On how you create a high trust culture as a global company:

“We make sure everyone understands and is bought into their part of creating the culture in the business. We spend time with each of the individual sites talking about what all of this means for them, for their team, for their location, for each individual part of the business. The guys locally in their teams turn this into team objectives so that everybody knows their role as part of the overall, long term picture of where we want TT to be. They understand the path to get there, and their role in getting there. We put a lot of emphasis into that. We also have a variety of KPIs to support us knowing whether we’re getting there or not.”

“We then set about creating an environment in which the senior leadership team are visible, straightforward and honest with the people around us in the business. We set out to live these behaviours every day as a role model of what everyone can aspire to and deliver against. All of this is combined with a good, strong, ambitious vision for the future and a realistic way of getting there.”

On how you measure trust:

“We run an annual employee engagement survey supported by site visits and quarterly live, real time town halls where we have Q&A sessions with groups on site. We benchmark against thousands of global equivalent organisations across a series of relevant standard questions to give us a sense of what our employees are feeling.”

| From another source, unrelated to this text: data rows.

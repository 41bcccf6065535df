use anyhow::{anyhow, Context, Result};
use clap::{Parser, Subcommand, ValueEnum};
use serde::Serialize;
use std::fs;
use std::io::{self, Read, Write};
use std::path::{Path, PathBuf};

use visualbind::data::Dataset;
use visualbind::filter::Filter;
use visualbind::registry::registry;
use visualbind::runtime::{resolve_report, resolve_visual, Report, Theme, Visual};

#[derive(Parser, Debug)]
#[command(name = "visualbind")]
#[command(about = "Resolve bound visuals against tabular data into chart specifications", long_about = None)]
struct Args {
    #[command(subcommand)]
    command: Command,
}

#[derive(Subcommand, Debug)]
enum Command {
    /// Resolve one visual document and print its chart specification
    Visual {
        /// Visual JSON document
        #[arg(long)]
        visual: PathBuf,
        #[command(flatten)]
        data: DataArgs,
        /// Extra filter expression (e.g. "region = 'North'"), may be repeated
        #[arg(long = "filter")]
        filters: Vec<String>,
        #[arg(long)]
        pretty: bool,
    },
    /// Resolve every visual of a report
    Report {
        /// Report JSON document
        #[arg(long)]
        report: PathBuf,
        #[command(flatten)]
        data: DataArgs,
        /// Only resolve the page with this id
        #[arg(long)]
        page: Option<String>,
        #[arg(long)]
        pretty: bool,
    },
    /// Print the field-well schema of a visual type
    Schema {
        visual_type: String,
        #[arg(long)]
        pretty: bool,
    },
    /// Print the inferred columns of a dataset
    Infer {
        #[command(flatten)]
        data: DataArgs,
        #[arg(long)]
        pretty: bool,
    },
}

#[derive(clap::Args, Debug)]
struct DataArgs {
    /// Data file; read from stdin when omitted
    #[arg(long)]
    data: Option<PathBuf>,
    /// Data format; defaults to the file extension, else CSV
    #[arg(long, value_enum)]
    format: Option<DataFormat>,
}

#[derive(ValueEnum, Clone, Copy, Debug, PartialEq, Eq)]
enum DataFormat {
    Csv,
    Json,
}

fn main() -> Result<()> {
    env_logger::init();
    let args = Args::parse();

    match args.command {
        Command::Visual {
            visual,
            data,
            filters,
            pretty,
        } => {
            let mut visual: Visual = read_document(&visual)?;
            for expr in &filters {
                let filter: Filter = expr
                    .parse()
                    .with_context(|| format!("Invalid filter expression '{}'", expr))?;
                visual.filters.push(filter);
            }
            let dataset = load_dataset(&data)?;
            let output = resolve_visual(&visual, &dataset, &[], &Theme::default());
            print_json(&output, pretty)
        }
        Command::Report {
            report,
            data,
            page,
            pretty,
        } => {
            let report: Report = read_document(&report)?;
            if let Some(id) = page.as_deref() {
                report.page(id).ok_or_else(|| anyhow!("Report has no page '{}'", id))?;
            }
            let dataset = load_dataset(&data)?;
            let pages = resolve_report(&report, &dataset, page.as_deref());
            print_json(&pages, pretty)
        }
        Command::Schema { visual_type, pretty } => {
            let entry = registry().lookup(&visual_type);
            print_json(&entry.schema, pretty)
        }
        Command::Infer { data, pretty } => {
            let dataset = load_dataset(&data)?;
            print_json(&dataset.columns, pretty)
        }
    }
}

fn read_document<T: serde::de::DeserializeOwned>(path: &Path) -> Result<T> {
    let text = fs::read_to_string(path).with_context(|| format!("Failed to read {}", path.display()))?;
    serde_json::from_str(&text).with_context(|| format!("Failed to parse {}", path.display()))
}

fn load_dataset(args: &DataArgs) -> Result<Dataset> {
    let (name, text) = match &args.data {
        Some(path) => {
            let name = path
                .file_stem()
                .map(|s| s.to_string_lossy().into_owned())
                .unwrap_or_else(|| "data".to_string());
            let text = fs::read_to_string(path).with_context(|| format!("Failed to read {}", path.display()))?;
            (name, text)
        }
        None => {
            let mut text = String::new();
            io::stdin()
                .read_to_string(&mut text)
                .context("Failed to read data from stdin")?;
            ("stdin".to_string(), text)
        }
    };

    let format = args.format.unwrap_or_else(|| match &args.data {
        Some(path) if path.extension().is_some_and(|ext| ext.eq_ignore_ascii_case("json")) => DataFormat::Json,
        _ => DataFormat::Csv,
    });

    let dataset = match format {
        DataFormat::Csv => Dataset::from_csv_str(name, &text)?,
        DataFormat::Json => {
            let value: serde_json::Value = serde_json::from_str(&text).context("Failed to parse JSON data")?;
            Dataset::from_json(name, &value)?
        }
    };
    log::debug!("Loaded {} rows, {} columns", dataset.rows.len(), dataset.columns.len());
    Ok(dataset)
}

fn print_json<T: Serialize + ?Sized>(value: &T, pretty: bool) -> Result<()> {
    let json = if pretty {
        serde_json::to_string_pretty(value)
    } else {
        serde_json::to_string(value)
    }
    .context("Failed to serialize output")?;

    let stdout = io::stdout();
    let mut handle = stdout.lock();
    writeln!(handle, "{}", json).context("Failed to write to stdout")?;
    handle.flush().context("Failed to flush stdout")?;
    Ok(())
}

“I measure trust in terms of the number of people willing to fill in the survey. It was 53% when I arrived. Last year it was 87% which I think is a measure of the level of trust and engagement we have with our people who are prepared to tell us what they want, and how they feel. This has been a massive step forward for us.”

On the Nine Habits of Trust:

The Nine Habits of Trust Model

It is clear that Richard and his leadership team put a lot of effort into being honest, and the same with openness and transparency. It’s a big, complex organisation which requires them to do a lot of evangelising, a lot of communicating about what is possible if everyone works in the “TT Way”. In the second phase of their organisational improvement plan there will be major opportunities for them to be brave. They are starting that part of it with a lot of confidence having done so well in the first phase.

We wish Richard well with his plans for TT Electronics. We thank him for his time and for allowing us to share his insights from the interview.